→ WHAT TO WORK ON:
Lines in the data below that contain the word "struct" are to be copied.

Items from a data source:
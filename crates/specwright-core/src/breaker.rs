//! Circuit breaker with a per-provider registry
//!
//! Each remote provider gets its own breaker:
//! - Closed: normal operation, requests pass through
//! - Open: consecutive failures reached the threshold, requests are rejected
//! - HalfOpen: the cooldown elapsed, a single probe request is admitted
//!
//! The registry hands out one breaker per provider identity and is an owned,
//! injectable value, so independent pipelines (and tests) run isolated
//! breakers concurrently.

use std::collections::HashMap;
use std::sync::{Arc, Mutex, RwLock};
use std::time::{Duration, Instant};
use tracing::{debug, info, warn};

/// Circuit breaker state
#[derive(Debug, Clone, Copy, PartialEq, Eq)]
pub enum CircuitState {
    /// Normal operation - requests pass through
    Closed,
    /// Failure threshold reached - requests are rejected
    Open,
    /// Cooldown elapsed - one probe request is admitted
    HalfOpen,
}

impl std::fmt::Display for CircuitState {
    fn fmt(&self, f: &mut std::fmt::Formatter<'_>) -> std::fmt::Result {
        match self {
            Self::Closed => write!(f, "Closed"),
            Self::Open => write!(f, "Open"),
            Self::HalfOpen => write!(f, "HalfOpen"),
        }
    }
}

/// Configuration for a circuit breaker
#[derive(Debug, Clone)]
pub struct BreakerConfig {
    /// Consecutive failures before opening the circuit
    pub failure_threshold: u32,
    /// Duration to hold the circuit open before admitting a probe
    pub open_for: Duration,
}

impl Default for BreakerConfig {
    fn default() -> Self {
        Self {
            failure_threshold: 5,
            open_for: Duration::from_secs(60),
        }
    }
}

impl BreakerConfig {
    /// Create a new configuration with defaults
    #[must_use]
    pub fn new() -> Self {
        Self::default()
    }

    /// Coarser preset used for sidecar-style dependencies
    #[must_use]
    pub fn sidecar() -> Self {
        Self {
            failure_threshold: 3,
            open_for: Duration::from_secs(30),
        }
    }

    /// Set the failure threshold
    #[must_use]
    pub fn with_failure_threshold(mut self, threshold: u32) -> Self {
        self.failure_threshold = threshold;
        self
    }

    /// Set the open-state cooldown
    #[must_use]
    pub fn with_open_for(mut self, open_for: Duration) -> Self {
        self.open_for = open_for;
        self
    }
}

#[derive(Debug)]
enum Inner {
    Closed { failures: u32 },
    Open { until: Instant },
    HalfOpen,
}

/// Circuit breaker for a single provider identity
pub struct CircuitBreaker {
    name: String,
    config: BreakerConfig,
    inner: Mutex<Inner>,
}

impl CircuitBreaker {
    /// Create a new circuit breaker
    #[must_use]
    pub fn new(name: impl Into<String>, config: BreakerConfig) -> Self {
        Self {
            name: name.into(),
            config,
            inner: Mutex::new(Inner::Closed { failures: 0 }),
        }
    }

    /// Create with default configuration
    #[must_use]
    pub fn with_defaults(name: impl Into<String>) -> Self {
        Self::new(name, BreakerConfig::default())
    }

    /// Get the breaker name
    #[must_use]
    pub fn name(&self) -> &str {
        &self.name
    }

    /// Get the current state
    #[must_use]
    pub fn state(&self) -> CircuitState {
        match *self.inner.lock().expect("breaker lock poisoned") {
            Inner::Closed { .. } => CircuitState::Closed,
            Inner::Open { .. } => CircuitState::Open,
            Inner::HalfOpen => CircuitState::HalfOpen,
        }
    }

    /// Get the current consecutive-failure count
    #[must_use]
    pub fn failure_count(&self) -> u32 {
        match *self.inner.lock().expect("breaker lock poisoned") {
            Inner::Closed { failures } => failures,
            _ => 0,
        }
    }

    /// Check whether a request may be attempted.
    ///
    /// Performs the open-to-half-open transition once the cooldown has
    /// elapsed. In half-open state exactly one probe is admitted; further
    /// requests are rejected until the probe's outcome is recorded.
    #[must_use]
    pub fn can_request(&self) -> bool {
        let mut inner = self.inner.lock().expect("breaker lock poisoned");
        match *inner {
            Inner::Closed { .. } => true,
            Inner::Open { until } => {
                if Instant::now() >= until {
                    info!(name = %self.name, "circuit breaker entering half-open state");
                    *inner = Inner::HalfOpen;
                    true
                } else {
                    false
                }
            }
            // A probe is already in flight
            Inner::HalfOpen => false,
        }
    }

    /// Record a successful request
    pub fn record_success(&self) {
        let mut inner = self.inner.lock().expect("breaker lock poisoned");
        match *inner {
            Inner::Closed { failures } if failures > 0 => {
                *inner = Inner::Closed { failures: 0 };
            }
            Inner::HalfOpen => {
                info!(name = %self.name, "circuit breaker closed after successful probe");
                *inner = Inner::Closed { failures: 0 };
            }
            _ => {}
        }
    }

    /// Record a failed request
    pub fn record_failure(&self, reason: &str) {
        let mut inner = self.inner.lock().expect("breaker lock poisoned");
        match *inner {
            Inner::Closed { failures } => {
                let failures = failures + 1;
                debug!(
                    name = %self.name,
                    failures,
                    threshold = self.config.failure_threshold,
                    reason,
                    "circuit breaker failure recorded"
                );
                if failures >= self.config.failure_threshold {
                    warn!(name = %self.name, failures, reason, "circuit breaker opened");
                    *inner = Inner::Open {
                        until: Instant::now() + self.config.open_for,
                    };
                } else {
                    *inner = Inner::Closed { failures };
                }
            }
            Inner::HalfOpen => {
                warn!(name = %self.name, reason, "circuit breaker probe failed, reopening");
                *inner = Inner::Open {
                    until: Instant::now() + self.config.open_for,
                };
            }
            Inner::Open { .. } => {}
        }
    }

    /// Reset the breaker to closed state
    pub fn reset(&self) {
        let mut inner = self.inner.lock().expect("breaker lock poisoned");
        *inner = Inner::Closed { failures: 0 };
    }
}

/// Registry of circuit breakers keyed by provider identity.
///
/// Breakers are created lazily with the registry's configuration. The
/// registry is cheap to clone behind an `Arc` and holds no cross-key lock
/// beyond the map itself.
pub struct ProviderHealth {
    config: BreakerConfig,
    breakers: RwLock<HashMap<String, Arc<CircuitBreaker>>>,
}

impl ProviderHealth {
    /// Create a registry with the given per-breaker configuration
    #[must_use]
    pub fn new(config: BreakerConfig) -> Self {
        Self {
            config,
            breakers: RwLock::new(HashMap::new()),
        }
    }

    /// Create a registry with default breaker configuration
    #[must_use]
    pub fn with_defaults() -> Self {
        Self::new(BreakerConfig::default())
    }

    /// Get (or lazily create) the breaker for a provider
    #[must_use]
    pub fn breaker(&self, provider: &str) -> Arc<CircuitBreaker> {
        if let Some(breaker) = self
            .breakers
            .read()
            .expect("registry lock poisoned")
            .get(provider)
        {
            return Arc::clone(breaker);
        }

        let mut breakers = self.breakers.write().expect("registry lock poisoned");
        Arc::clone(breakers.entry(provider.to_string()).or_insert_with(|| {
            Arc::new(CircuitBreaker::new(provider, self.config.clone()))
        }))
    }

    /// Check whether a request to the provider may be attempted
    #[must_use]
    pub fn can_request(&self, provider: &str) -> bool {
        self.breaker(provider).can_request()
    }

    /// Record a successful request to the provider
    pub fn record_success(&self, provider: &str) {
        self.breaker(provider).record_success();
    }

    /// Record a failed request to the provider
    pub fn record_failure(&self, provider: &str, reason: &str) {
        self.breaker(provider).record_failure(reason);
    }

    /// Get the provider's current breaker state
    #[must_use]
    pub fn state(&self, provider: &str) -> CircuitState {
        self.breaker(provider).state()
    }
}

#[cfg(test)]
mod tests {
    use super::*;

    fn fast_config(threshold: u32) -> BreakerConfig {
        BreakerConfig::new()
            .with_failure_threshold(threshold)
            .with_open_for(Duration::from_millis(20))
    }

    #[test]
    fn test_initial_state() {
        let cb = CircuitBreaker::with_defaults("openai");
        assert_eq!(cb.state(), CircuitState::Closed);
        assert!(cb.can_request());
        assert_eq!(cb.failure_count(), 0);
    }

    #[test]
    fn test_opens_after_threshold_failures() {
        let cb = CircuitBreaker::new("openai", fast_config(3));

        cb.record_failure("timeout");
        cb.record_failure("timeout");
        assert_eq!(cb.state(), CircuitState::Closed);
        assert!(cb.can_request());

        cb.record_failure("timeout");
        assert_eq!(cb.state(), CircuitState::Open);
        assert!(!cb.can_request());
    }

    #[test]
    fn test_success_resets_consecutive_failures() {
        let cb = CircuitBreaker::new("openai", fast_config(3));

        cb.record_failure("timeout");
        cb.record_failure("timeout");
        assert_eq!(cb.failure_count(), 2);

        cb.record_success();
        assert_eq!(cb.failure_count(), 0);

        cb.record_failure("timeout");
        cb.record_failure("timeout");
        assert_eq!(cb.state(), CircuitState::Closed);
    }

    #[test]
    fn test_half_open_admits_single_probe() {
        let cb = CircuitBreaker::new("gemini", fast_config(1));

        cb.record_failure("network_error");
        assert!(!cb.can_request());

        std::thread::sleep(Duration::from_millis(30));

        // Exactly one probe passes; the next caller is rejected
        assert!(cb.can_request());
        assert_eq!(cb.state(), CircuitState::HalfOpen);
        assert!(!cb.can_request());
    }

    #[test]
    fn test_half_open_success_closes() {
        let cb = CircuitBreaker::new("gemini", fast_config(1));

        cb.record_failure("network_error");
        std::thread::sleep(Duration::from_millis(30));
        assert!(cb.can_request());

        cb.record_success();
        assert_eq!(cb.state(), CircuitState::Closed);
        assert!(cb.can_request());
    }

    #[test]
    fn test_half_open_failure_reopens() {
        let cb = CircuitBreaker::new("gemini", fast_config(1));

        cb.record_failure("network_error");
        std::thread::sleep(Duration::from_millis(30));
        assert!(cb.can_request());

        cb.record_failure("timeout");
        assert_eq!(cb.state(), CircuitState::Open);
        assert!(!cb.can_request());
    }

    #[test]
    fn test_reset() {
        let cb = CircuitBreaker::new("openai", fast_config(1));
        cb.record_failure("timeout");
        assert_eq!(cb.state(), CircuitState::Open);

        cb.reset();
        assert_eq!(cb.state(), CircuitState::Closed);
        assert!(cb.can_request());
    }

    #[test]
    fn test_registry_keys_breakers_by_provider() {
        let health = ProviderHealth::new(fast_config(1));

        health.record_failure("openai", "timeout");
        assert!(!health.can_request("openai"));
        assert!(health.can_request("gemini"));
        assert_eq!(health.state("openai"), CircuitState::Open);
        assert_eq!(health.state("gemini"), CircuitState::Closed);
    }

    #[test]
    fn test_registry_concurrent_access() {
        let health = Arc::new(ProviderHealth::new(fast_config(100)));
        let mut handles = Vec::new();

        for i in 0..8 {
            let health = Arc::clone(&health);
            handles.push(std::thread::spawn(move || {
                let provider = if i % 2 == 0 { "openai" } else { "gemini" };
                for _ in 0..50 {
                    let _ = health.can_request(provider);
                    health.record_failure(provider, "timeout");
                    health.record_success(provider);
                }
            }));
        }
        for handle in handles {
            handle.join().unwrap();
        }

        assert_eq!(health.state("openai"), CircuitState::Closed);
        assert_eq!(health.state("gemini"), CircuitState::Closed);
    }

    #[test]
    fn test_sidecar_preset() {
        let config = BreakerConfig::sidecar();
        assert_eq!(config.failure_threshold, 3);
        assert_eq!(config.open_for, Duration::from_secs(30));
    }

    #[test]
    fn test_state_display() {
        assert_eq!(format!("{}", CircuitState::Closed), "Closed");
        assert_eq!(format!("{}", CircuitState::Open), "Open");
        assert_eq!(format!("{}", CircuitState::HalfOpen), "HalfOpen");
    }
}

→ THE COMPLETED TASK:
pub struct BreakerConfig {
pub struct CircuitBreaker {
pub struct ProviderHealth {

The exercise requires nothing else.